13 Responses to “Geek Artifacts: Unboxing 8 Inch Floppy Disks Discovered In My Cubicle”

  1. By Ariel on Jul 8, 2008

    Wow, that is crazy old, I remember when I had 386 monocromatic IBM… uhm, good old days. Hey don’t vend those or they stop working :)

  2. By Paulie Danger on Jul 8, 2008

    Would an 8″ Wang joke be completely inappropriate?

  3. By Benjamin Gilbert on Jul 8, 2008

    “Thank God these things are Wang compatible.”

    THANK GOD!

  4. By BRiAN on Jul 8, 2008

    is there anyway you could give me one of those! i remember them! oh man actual floppy floppies!

  5. By Tom Woolf on Jul 8, 2008

    The last time I saw a working 8-incher like that was in my old college days…

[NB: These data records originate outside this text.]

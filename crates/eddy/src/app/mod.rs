pub mod context;
pub mod input;
pub mod runner;

pub use context::GpuContext;
pub use input::{InputState, PointerSample};
pub use runner::run;
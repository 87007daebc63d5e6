//! Control loop.
//!
//! Owns the window, polls input, and drives one engine step per loop
//! iteration. While the window is occluded no steps run; the loop is
//! throttled instead so it does not spin.

use std::process;
use std::sync::Arc;
use std::thread;
use std::time::Duration;

use winit::application::ApplicationHandler;
use winit::dpi::PhysicalSize;
use winit::event::WindowEvent;
use winit::event_loop::{ActiveEventLoop, EventLoop};
use winit::window::{Window, WindowId};

use crate::app::context::GpuContext;
use crate::app::input::InputState;
use crate::config::VisualizerConfig;
use crate::engine::Engine;
use crate::shader::KernelCatalog;

const IDLE_THROTTLE: Duration = Duration::from_millis(100);

pub fn run(
    config: VisualizerConfig,
    catalog: KernelCatalog,
) -> Result<(), winit::error::EventLoopError> {
    let event_loop = EventLoop::new()?;
    let mut runner = Runner::new(config, catalog);
    event_loop.run_app(&mut runner)
}

struct Runner {
    config: VisualizerConfig,
    catalog: KernelCatalog,
    window: Option<Arc<Window>>,
    engine: Option<Engine>,
    input: InputState,
    stop_rendering: bool,
}

impl Runner {
    fn new(config: VisualizerConfig, catalog: KernelCatalog) -> Self {
        Self {
            config,
            catalog,
            window: None,
            engine: None,
            input: InputState::new(),
            stop_rendering: false,
        }
    }
}

impl ApplicationHandler for Runner {
    fn resumed(&mut self, event_loop: &ActiveEventLoop) {
        if self.window.is_some() {
            return;
        }

        let window = Arc::new(
            event_loop
                .create_window(
                    Window::default_attributes()
                        .with_title("eddy")
                        .with_inner_size(PhysicalSize::new(self.config.width, self.config.height))
                        .with_resizable(false),
                )
                .expect("failed to create window"),
        );

        let ctx = pollster::block_on(GpuContext::new(window.clone()));

        // The window manager may not honor the requested extent; the fields
        // must match the surface the composite is blitted onto.
        let mut config = self.config.clone();
        config.width = ctx.config.width;
        config.height = ctx.config.height;

        self.engine = Some(Engine::new(ctx, &self.catalog, &config));
        self.window = Some(window);
    }

    fn window_event(
        &mut self,
        event_loop: &ActiveEventLoop,
        _window_id: WindowId,
        event: WindowEvent,
    ) {
        if let WindowEvent::Occluded(occluded) = event {
            self.stop_rendering = occluded;
        }

        self.input.handle(&event);
        if self.input.quit_requested() {
            event_loop.exit();
        }
    }

    fn about_to_wait(&mut self, _event_loop: &ActiveEventLoop) {
        if self.stop_rendering {
            thread::sleep(IDLE_THROTTLE);
            return;
        }

        if let Some(engine) = &mut self.engine {
            if let Err(error) = engine.step(self.input.sample()) {
                log::error!("fatal frame error: {error}");
                process::exit(1);
            }
        }

        if let Some(window) = &self.window {
            window.request_redraw();
        }
    }
}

    Well, I have seen one since, but it was folded over and useless***.

    :-P

    *** Seriously - I used to work at GE, and somebody from Puerto Rico has sent one of those disks to the US with data. Unfortunately, to make it fit in the envelope they folded it into quarters…

  6. By Suki on Jul 8, 2008

    I actually recall rewiring a logic board to program a computer. From there I moved up to 80 column cards in a hopper–none of the cards had writing on them, but I could read Hollerith almost as fast as english. It was a big thing when we finally got printing on the damn cards. Then came the 96 column cards, the mag tapes, the drums (man those suckers were heavy) and finally a screen and direct entry (and storage!!) of code. What a treat.

    Yeah, ok, I’m OOOOOLLLLLLLDDDDDD!
    Suki

  7. By dave alexander on Jul 9, 2008

    Please don’t throw these out, if you are planning on doing that let me know as I want them! You don’t know how difficult it is to find a stash of these…but there are still 8″ floppies being made today believe it or not!

    We found a special purpose for these old 8″ floppies; they hold 7″ records very nicely and create a nice, safe package for the record. My bnd Multicast did a release like this and everyone loved it! You can download the mp3s of this out of print 7″ release at obliq.net. Here are some pictures of our (mis?) usage of this technology! ;)

    http://obliq.net/images/obq03.jpg

    –davealex

  8. By Gil Megidish on Aug 7, 2008

    SOOOOO WANT!

  9. By http://motherboard.hopto.org on Dec 23, 2008

    I still have an Apple 2e running!! It works fine! I never have any problems with it. I think that floppies last longer than hard drives. I have boxes upon boxes of 5 1/4 inch floppies. On my server, with 1 gig of ram, two 80 gig hard drives, and two dvd drives, I also have a 5 1/4 inch floppy drive which STILL WORKS!!

  10. By Joe on Mar 20, 2009

    Haha. I have computers that use these! In fact, I’m running out of ‘em. Does a 3M floppy beat an 8″ floppy?

    These puters weigh 100lbs. The drive weighs 6lbs!

  11. By Liz on Jun 11, 2009

    Hey, can anyone read the data off one of these for me? I found one in my dead cousins important papers and I sure would like to know what he wrote.